### TASK PROMPT:
Where does the word "font" occur in the entries below? Copy every line that has it.

Records from a dataset
=== Section Start ===
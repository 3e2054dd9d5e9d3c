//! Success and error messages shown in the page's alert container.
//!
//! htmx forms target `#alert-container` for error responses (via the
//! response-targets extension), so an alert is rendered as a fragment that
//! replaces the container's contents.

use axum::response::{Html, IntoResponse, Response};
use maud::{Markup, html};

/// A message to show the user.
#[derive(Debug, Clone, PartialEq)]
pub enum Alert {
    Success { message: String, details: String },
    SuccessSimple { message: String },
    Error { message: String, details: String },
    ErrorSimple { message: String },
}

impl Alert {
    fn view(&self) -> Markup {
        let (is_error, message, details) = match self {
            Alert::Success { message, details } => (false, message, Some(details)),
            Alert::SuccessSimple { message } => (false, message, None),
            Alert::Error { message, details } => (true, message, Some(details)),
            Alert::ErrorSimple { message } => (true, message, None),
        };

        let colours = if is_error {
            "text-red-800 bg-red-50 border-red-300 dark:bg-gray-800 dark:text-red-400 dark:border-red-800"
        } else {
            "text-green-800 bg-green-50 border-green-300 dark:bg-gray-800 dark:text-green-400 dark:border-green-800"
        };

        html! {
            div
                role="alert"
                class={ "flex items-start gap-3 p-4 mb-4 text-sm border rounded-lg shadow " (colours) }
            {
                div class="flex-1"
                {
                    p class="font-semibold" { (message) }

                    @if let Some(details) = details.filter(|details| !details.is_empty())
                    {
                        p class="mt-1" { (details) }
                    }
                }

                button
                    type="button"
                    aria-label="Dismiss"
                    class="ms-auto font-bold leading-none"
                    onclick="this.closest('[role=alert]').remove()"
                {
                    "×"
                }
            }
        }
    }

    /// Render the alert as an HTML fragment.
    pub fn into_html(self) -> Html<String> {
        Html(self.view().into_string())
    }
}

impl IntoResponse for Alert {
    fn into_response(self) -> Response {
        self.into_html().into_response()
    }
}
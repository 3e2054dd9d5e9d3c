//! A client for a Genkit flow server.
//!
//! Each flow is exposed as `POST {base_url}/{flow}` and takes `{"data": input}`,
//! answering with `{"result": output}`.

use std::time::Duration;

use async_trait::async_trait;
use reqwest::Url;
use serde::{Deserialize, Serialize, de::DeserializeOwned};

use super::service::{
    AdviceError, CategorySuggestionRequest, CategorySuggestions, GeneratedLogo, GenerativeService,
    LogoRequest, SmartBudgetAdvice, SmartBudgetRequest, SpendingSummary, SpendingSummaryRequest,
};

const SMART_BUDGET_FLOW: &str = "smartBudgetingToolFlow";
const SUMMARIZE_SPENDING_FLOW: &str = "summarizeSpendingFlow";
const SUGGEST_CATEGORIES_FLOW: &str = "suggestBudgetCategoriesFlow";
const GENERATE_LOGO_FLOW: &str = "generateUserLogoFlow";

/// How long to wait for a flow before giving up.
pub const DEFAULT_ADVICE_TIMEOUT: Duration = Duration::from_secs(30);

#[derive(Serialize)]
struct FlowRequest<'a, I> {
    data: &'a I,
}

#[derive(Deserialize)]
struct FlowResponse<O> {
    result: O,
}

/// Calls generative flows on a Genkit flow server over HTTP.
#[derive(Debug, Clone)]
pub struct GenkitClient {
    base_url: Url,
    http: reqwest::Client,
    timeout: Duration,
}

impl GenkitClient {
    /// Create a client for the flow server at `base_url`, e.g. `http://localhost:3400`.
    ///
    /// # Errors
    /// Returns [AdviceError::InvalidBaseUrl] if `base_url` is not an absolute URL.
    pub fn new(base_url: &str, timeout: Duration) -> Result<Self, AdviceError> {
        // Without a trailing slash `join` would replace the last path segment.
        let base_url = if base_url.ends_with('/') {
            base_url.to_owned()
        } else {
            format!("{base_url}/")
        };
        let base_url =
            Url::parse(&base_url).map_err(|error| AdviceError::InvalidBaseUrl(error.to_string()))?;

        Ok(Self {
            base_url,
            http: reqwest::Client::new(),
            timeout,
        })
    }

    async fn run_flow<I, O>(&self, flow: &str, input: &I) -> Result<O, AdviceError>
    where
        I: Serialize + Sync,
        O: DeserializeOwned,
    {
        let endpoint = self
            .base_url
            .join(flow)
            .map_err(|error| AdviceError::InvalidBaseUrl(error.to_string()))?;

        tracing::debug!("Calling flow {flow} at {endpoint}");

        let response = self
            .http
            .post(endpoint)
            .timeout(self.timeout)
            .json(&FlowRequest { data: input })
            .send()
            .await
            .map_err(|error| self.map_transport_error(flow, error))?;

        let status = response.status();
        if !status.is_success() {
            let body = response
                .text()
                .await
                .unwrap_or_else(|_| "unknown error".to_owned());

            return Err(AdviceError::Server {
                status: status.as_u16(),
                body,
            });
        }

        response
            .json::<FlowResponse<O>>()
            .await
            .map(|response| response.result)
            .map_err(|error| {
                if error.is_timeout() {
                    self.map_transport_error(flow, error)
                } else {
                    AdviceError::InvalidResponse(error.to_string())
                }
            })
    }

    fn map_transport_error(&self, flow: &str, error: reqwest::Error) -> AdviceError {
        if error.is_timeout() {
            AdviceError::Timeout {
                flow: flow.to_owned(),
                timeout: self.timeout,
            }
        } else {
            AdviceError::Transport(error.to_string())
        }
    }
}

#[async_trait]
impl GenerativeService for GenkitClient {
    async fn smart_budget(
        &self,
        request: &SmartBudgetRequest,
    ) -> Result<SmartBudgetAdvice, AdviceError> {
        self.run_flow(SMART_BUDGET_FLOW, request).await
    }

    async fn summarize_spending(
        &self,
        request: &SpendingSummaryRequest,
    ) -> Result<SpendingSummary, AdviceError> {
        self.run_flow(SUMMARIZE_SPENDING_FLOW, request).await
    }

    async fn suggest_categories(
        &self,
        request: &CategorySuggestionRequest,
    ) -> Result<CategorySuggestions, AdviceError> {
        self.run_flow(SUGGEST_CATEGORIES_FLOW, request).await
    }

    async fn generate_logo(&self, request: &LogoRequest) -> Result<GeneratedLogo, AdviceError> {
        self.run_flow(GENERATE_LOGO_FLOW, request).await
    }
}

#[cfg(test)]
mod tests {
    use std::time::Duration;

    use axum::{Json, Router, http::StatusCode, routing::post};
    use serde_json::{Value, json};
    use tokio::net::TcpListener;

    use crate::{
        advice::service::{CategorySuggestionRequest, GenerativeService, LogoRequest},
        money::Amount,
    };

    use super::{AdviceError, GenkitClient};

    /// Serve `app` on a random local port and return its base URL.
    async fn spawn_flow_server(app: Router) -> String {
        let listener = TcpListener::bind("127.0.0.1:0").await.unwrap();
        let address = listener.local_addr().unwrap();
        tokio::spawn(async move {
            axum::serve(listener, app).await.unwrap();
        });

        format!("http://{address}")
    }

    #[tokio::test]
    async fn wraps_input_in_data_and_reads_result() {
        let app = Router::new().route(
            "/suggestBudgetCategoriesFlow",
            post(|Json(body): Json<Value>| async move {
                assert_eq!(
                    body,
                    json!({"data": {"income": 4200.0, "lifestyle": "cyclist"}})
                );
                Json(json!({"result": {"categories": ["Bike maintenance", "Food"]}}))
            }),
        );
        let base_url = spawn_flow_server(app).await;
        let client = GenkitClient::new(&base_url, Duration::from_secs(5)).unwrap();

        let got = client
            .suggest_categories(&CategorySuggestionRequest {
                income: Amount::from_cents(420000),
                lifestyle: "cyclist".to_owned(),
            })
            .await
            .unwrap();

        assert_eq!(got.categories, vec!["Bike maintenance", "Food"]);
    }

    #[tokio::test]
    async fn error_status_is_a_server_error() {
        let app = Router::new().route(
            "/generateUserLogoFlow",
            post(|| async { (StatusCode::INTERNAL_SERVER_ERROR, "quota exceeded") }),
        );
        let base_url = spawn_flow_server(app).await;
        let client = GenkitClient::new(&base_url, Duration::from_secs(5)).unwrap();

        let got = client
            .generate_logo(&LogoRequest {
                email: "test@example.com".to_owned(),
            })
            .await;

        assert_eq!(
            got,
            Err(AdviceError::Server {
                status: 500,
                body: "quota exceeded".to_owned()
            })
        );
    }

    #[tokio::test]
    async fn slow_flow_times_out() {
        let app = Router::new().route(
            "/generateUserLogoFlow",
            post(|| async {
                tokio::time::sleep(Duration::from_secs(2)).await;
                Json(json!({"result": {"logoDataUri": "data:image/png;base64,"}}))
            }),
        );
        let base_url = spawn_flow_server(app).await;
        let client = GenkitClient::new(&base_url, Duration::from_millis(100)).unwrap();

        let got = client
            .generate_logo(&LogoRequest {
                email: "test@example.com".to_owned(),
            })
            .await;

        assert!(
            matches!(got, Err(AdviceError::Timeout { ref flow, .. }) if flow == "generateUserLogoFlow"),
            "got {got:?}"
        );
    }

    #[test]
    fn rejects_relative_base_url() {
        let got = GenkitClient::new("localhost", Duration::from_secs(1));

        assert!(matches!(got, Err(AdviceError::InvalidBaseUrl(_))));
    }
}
=== Section End ===
### RESPONSE TO THE TASK:
                    p class="font-semibold" { (message) }
                    class="ms-auto font-bold leading-none"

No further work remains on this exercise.